Wednesday, May 27, 2020

Existential Anxiety


Reading fiction as a distraction from our current depressing Situation was working pretty well for me until, at 2AM, I encountered this passage from Keiichiro Hirano's novel, A Man:

...Kido saw his life as composed of several stages linked together by a shared name, with himself as their culmination.  A significant portion of the life given continuity by the label "Akiro Kido" that had once lain ahead had already been relegated to the past, and so his identity was in large part already determined.  Of course there might have been other paths he could have taken and therefore other people he might have been.  Perhaps an infinite number.  It was in the light of such considerations that he confronted his former question anew.  The problem was not who he was in the present but who he's been in the past, and the solution he sought was no longer supposed to help him live but to help him figure out what sort of person to die as.

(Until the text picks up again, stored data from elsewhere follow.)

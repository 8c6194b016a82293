use common::{
    decode_reply, CustomerInput, PriceReply, PriceResult, PricingError, Reply, SelfTestReply,
    SelfTestReport, CALCULATE_PRICE_PATH, TEST_MODEL_PATH,
};
use gloo_net::http::{Request, Response};
use serde::Serialize;

use crate::settings;

/// The remote pricing endpoints the form talks to.
#[allow(async_fn_in_trait)]
pub trait PricingService {
    async fn calculate_price(&self, input: &CustomerInput) -> Result<PriceResult, PricingError>;

    async fn test_model(&self) -> Result<SelfTestReport, PricingError>;
}

/// [`PricingService`] over `fetch`, rooted at the configured API origin.
#[derive(Debug, Clone, Default, PartialEq)]
pub struct HttpPricingService;

impl PricingService for HttpPricingService {
    async fn calculate_price(&self, input: &CustomerInput) -> Result<PriceResult, PricingError> {
        post::<PriceReply, _>(CALCULATE_PRICE_PATH, input).await
    }

    async fn test_model(&self) -> Result<SelfTestReport, PricingError> {
        get::<SelfTestReply>(TEST_MODEL_PATH).await
    }
}

fn api_url(endpoint: &str) -> String {
    settings::get_settings().api_url(endpoint)
}

/// Common GET request handler
pub async fn get<R: Reply>(endpoint: &str) -> Result<R::Payload, PricingError> {
    let url = api_url(endpoint);
    log::debug!("GET request to: {}", url);

    let response = Request::get(&url).send().await.map_err(|e| {
        log::error!("GET {} - Request failed: {}", endpoint, e);
        PricingError::Transport(e.to_string())
    })?;

    decode::<R>("GET", endpoint, response).await
}

/// Common POST request handler
pub async fn post<R, B>(endpoint: &str, body: &B) -> Result<R::Payload, PricingError>
where
    R: Reply,
    B: Serialize,
{
    let url = api_url(endpoint);
    log::debug!("POST request to: {}", url);

    let response = Request::post(&url)
        .json(body)
        .map_err(|e| {
            log::error!("POST {} - Failed to serialize request: {}", endpoint, e);
            PricingError::Transport(e.to_string())
        })?
        .send()
        .await
        .map_err(|e| {
            log::error!("POST {} - Request failed: {}", endpoint, e);
            PricingError::Transport(e.to_string())
        })?;

    decode::<R>("POST", endpoint, response).await
}

async fn decode<R: Reply>(
    method: &str,
    endpoint: &str,
    response: Response,
) -> Result<R::Payload, PricingError> {
    let status = response.status();
    if !response.ok() {
        log::warn!("{} {} - Non-OK response: {}", method, endpoint, status);
    }

    log::trace!("{} {} - Response received, reading body", method, endpoint);
    let body = response.text().await.map_err(|e| {
        log::error!("{} {} - Failed to read body: {}", method, endpoint, e);
        PricingError::Transport(e.to_string())
    })?;

    let result = decode_reply::<R>(status, &body);
    match &result {
        Ok(_) => log::info!("{} {} - Success", method, endpoint),
        Err(e) => log::error!("{} {} - {}", method, endpoint, e),
    }
    result
}
use common::{
    BatchCustomerInput, BatchPriceReply, CustomerInput, PriceReply, PriceResult, ReplyStatus,
    SelfTestReply,
};
use serde::{Deserialize, Serialize};
use utoipa::{OpenApi, ToSchema};

use crate::upstream::PricingUpstream;

/// Application state shared across handlers
#[derive(Clone, Debug)]
pub struct AppState {
    /// Client for the external pricing service
    pub upstream: PricingUpstream,
}

/// Health check response
#[derive(Debug, Serialize, Deserialize, ToSchema)]
pub struct HealthResponse {
    /// Gateway status
    pub status: String,
    /// Gateway version
    pub version: String,
    /// Pricing service reachability (`reachable` or `unreachable`)
    pub upstream: String,
}

/// OpenAPI documentation
#[derive(OpenApi)]
#[openapi(
    paths(
        crate::handlers::health::health_check,
        crate::handlers::pricing::calculate_price,
        crate::handlers::pricing::calculate_batch_prices,
        crate::handlers::pricing::test_model,
    ),
    components(
        schemas(
            HealthResponse,
            CustomerInput,
            BatchCustomerInput,
            PriceResult,
            ReplyStatus,
            PriceReply,
            BatchPriceReply,
            SelfTestReply,
        )
    ),
    tags(
        (name = "health", description = "Gateway and pricing service status"),
        (name = "pricing", description = "Price calculation relayed to the pricing service"),
    ),
    info(
        title = "Pricing Console API",
        version = "0.1.0",
        description = "Gateway serving the pricing form and relaying the dynamic pricing API",
    )
)]
pub struct ApiDoc;
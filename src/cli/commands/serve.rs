use anyhow::Result;
use std::path::Path;
use tokio::net::TcpListener;
use tracing::{debug, error, info, trace, warn};

use crate::config::GatewayConfig;
use crate::router::create_router;
use crate::schemas::AppState;
use crate::upstream::PricingUpstream;

pub async fn serve(config: GatewayConfig) -> Result<()> {
    trace!("Entering serve function");
    info!("Pricing console starting up");
    debug!("Configuration: {:?}", config);

    // Initialize application state
    trace!("Creating pricing service client");
    let upstream = match PricingUpstream::new(&config.upstream_url, config.request_timeout()) {
        Ok(upstream) => {
            debug!("Pricing service client created for {}", upstream.base_url());
            upstream
        }
        Err(e) => {
            error!("Failed to create pricing service client: {}", e);
            return Err(e);
        }
    };

    if upstream.is_reachable().await {
        info!("Pricing service reachable at {}", config.upstream_url);
    } else {
        warn!("Pricing service at {} is not reachable yet; requests will fail until it is", config.upstream_url);
    }

    let static_dir = Path::new(&config.static_dir);
    if !static_dir.join("index.html").exists() {
        warn!("No index.html in {}; build the frontend with `trunk build`", static_dir.display());
    }

    // Create router
    trace!("Creating application router");
    let app = create_router(AppState { upstream }, static_dir, config.request_timeout());
    debug!("Router created successfully");

    // Start server
    info!("Starting server on {}", config.bind_address);
    let listener = match TcpListener::bind(&config.bind_address).await {
        Ok(listener) => {
            debug!("Successfully bound to address: {}", config.bind_address);
            listener
        }
        Err(e) => {
            error!("Failed to bind to address {}: {}", config.bind_address, e);
            return Err(e.into());
        }
    };

    info!("Pricing console running on http://{}", config.bind_address);
    info!("Swagger UI available at http://{}/swagger-ui", config.bind_address);

    trace!("Starting axum server");
    if let Err(e) = axum::serve(listener, app).await {
        error!("Server error: {}", e);
        return Err(e.into());
    }

    info!("Server shutdown gracefully");
    Ok(())
}
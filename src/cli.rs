use anyhow::Result;
use clap::{Parser, Subcommand};

pub mod commands;

use crate::config::GatewayConfig;
use commands::{self_test, serve};

#[derive(Parser)]
#[command(name = "pricing-console")]
#[command(about = "Dynamic pricing console: serves the pricing form and relays the pricing API")]
#[command(version)]
pub struct Cli {
    /// Configuration file (YAML, TOML or JSON)
    ///
    /// Without this flag `pricing-console.*` in the working directory is used
    /// when present. Every setting can also be given as a `PRICING_CONSOLE_*`
    /// environment variable, e.g. PRICING_CONSOLE_UPSTREAM_URL.
    #[arg(short, long, global = true, env = "PRICING_CONSOLE_CONFIG")]
    pub config: Option<String>,

    #[command(subcommand)]
    pub command: Commands,
}

#[derive(Subcommand)]
pub enum Commands {
    /// Start the web server
    Serve {
        /// Bind address for the web server
        ///
        /// Format: IP:PORT (e.g., 0.0.0.0:3000, 127.0.0.1:8080)
        #[arg(short, long)]
        bind_address: Option<String>,

        /// Base URL of the pricing service (e.g., http://127.0.0.1:8000)
        #[arg(short, long)]
        upstream_url: Option<String>,

        /// Directory with the built frontend
        #[arg(short, long)]
        static_dir: Option<String>,
    },
    /// Run the pricing model self-test and print the sample result
    SelfTest {
        /// Base URL of the pricing service (e.g., http://127.0.0.1:8000)
        #[arg(short, long)]
        upstream_url: Option<String>,
    },
}

impl Cli {
    pub async fn run(self) -> Result<()> {
        let config = GatewayConfig::load(self.config.as_deref())?;

        match self.command {
            Commands::Serve { bind_address, upstream_url, static_dir } => {
                serve(config.with_overrides(bind_address, upstream_url, static_dir)).await?;
            }
            Commands::SelfTest { upstream_url } => {
                self_test(config.with_overrides(None, upstream_url, None)).await?;
            }
        }
        Ok(())
    }
}

#[cfg(test)]
mod tests {
    use super::*;

    #[test]
    fn test_serve_flags_are_optional() {
        let cli = Cli::try_parse_from(["pricing-console", "serve"]).unwrap();
        assert!(matches!(
            cli.command,
            Commands::Serve { bind_address: None, upstream_url: None, static_dir: None }
        ));
    }

    #[test]
    fn test_self_test_accepts_upstream_and_global_config() {
        let cli = Cli::try_parse_from([
            "pricing-console",
            "self-test",
            "--upstream-url",
            "http://localhost:8000",
            "--config",
            "gateway.yaml",
        ])
        .unwrap();

        assert_eq!(cli.config.as_deref(), Some("gateway.yaml"));
        match cli.command {
            Commands::SelfTest { upstream_url } => {
                assert_eq!(upstream_url.as_deref(), Some("http://localhost:8000"));
            }
            _ => panic!("expected self-test command"),
        }
    }
}
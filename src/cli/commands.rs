pub mod self_test;
pub mod serve;

pub use self_test::self_test;
pub use serve::serve;
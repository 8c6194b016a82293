use axum::{http::StatusCode, http::Uri, response::Json};
use common::PriceReply;
use tracing::warn;

/// Unknown `/api` path; answered with an error envelope instead of the frontend page
pub async fn api_not_found(uri: Uri) -> (StatusCode, Json<PriceReply>) {
    warn!("No API endpoint at {}", uri.path());
    (StatusCode::NOT_FOUND, Json(PriceReply::error("Endpoint not found")))
}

Hirano wrote in the aftermath of the earthquake and tsunami that destroyed Fukushima — an event just as arbitrary and unforeseen as a pandemic, and just as likely to provoke a little existential anxiety.  It's a common human condition, albeit most humans can't put a name to it when they feel it.  We respond by immersing ourselves in the present, focusing on some current, less transcendental outrage.

That's why I'm having a problem this time around: I seem to be suffering from outrage fatigue.  I've been outraged so often recently that it's become hard to work up a good surge of anger anymore.  My head has been bombarded by the corruption and the inequalities and the classism and the blatant lies and the manipulations of reality.  Where the hell is that revolution I wanted fifty years ago, and that I never stopped wanting?